Keith Rivers began his rookie season with 10 tackles against the Baltimore Ravens. In the following game against the Tennessee Titans, Rivers totaled 8 tackles. Against the New York Giants, Rivers recorded two tackles, while against the Cleveland Browns Rivers defensive production totaled 8 tackles. Rivers' rookie season was abruptly ended due to a shattered jaw suffered during a block by Pittsburgh Steelers wide receiver Hines Ward in Week 7, when Ward's helmet struck Rivers' chin. That action and the season-ending injury that resulted led to the NFL instituting the "Hines Ward Rule" after the season, whereby it would henceforth be illegal for blockers to land a blindside block using their helmet, forearm or shoulder, to strike at the head or neck area of a defender.

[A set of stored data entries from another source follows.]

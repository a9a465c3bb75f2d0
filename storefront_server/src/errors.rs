use actix_web::{
    error::ResponseError,
    http::{header::ContentType, StatusCode},
    HttpResponse,
};
use storefront_engine::{CatalogApiError, CustomerApiError, OrderApiError};
use thiserror::Error;

#[derive(Debug, Error)]
pub enum ServerError {
    #[error("Could not initialize server. {0}")]
    InitializeError(String),
    #[error("An error occurred on the backend of the server. {0}")]
    BackendError(String),
    #[error("Could not read request body: {0}")]
    InvalidRequestBody(String),
    #[error("An I/O error happened in the server. {0}")]
    IOError(#[from] std::io::Error),
    #[error("The data was not found. {0}")]
    NoRecordFound(String),
    #[error("Order validation failed. {0}")]
    OrderValidation(String),
    #[error("{0}")]
    TransitionRejected(String),
    #[error("{0}")]
    Conflict(String),
    #[error("UnspecifiedError. {0}")]
    Unspecified(String),
}

impl ResponseError for ServerError {
    fn status_code(&self) -> StatusCode {
        match self {
            Self::InvalidRequestBody(_) => StatusCode::BAD_REQUEST,
            Self::OrderValidation(_) => StatusCode::BAD_REQUEST,
            Self::TransitionRejected(_) => StatusCode::BAD_REQUEST,
            Self::NoRecordFound(_) => StatusCode::NOT_FOUND,
            Self::Conflict(_) => StatusCode::CONFLICT,
            Self::InitializeError(_) => StatusCode::INTERNAL_SERVER_ERROR,
            Self::BackendError(_) => StatusCode::INTERNAL_SERVER_ERROR,
            Self::IOError(_) => StatusCode::INTERNAL_SERVER_ERROR,
            Self::Unspecified(_) => StatusCode::INTERNAL_SERVER_ERROR,
        }
    }

    fn error_response(&self) -> HttpResponse {
        HttpResponse::build(self.status_code())
            .insert_header(ContentType::json())
            .body(serde_json::json!({ "error": self.to_string() }).to_string())
    }
}

impl From<OrderApiError> for ServerError {
    fn from(e: OrderApiError) -> Self {
        match e {
            OrderApiError::OrderNotFound(id) => Self::NoRecordFound(format!("Order {id} not found")),
            OrderApiError::Validation(e) => Self::OrderValidation(e.to_string()),
            OrderApiError::Transition(e) => Self::TransitionRejected(e.to_string()),
            OrderApiError::DatabaseError(e) => Self::BackendError(format!("Database error: {e}")),
        }
    }
}

impl From<CatalogApiError> for ServerError {
    fn from(e: CatalogApiError) -> Self {
        match e {
            CatalogApiError::ProductNotFound(id) => Self::NoRecordFound(format!("Product {id} not found")),
            CatalogApiError::MissingField(_) => Self::InvalidRequestBody(e.to_string()),
            CatalogApiError::DatabaseError(e) => Self::BackendError(format!("Database error: {e}")),
        }
    }
}

impl From<CustomerApiError> for ServerError {
    fn from(e: CustomerApiError) -> Self {
        match e {
            CustomerApiError::DuplicateEmail(_) => Self::Conflict(e.to_string()),
            CustomerApiError::MissingField(_) => Self::InvalidRequestBody(e.to_string()),
            CustomerApiError::DatabaseError(e) => Self::BackendError(format!("Database error: {e}")),
        }
    }
}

Despite missing the final nine games, Rivers finished his rookie season with 37 tackles, one interception, and a forced fumble. Rivers received the only vote for 2008 Defensive Rookie of the Year that didn't go to winner Jerod Mayo.

===New York Giants===
On April 11, 2012, Rivers was traded to the New York Giants for a 5th round draft pick in the 2012 NFL draft.

===Buffalo Bills===
On March 12, 2014, Rivers signed a two-year, $5 million contract with the Buffalo Bills. Rivers was released by the Bills on February 17, 2015.

===Dallas Cowboys===
Rivers signed with the Dallas Cowboys on March 4, 2015. Rivers retired from football on the first day of Cowboys training camp on July 31.

===NFL statistics===

| Year | Team | GP | Tackles |  |  |  | Fumbles |  | Interceptions |  |  |  |  |  |
| Comb | Solo | Ast | Sack | FF | FR | Int | Yds | Avg | Lng | TD | PD |
| 2008 | CIN | 7 | 37 | 24 | 13 | 0.0 | 1 | 0 | 1 | 39 | 39.0 | 39 | 0 | 1 |
| 2009 | CIN | 13 | 72 | 46 | 26 | 1.0 | 0 | 0 | 1 | 0 | 0.0 | 0 | 0 | 2 |
| 2010 | CIN | 15 | 77 | 51 | 26 | 1.0 | 0 | 0 | 0 | 0 | 0.0 | 0 | 0 | 2 |
| 2011 | CIN | 0 | Did not play due to injury |  |  |  |  |  |  |  |  |  |  |  |
| 2012 | NYG | 11 | 44 | 34 | 10 | 0.0 | 0 | 1 | 0 | 0 | 0.0 | 0 | 0 | 1 |
| 2013 | NYG | 16 | 45 | 23 | 22 | 1.0 | 0 | 1 | 0 | 0 | 0.0 | 0 | 0 | 1 |
| 2014 | BUF | 12 | 16 | 11 | 5 | 0.0 | 0 | 0 | 0 | 0 | 0.0 | 0 | 0 | 0 |
| Career |  | 74 | 291 | 189 | 102 | 3.0 | 1 | 2 | 2 | 39 | 19.5 | 39 | 0 | 7 |

==Life after football==

After retiring from football, Rivers delved in to the art world, deepening an interest that was sparked in high school. He studied modern art and went to art shows. Starting with his first purchase of a piece by Andy Warhol, his collection has expanded to include works by Barbara Kruger and John Baldessari and more contemporary artists like Rashid Johnson and Glenn Ligon. He served as a guest judge in the 2023 reality TV competition, The Exhibit: Finding the Next Great Artist.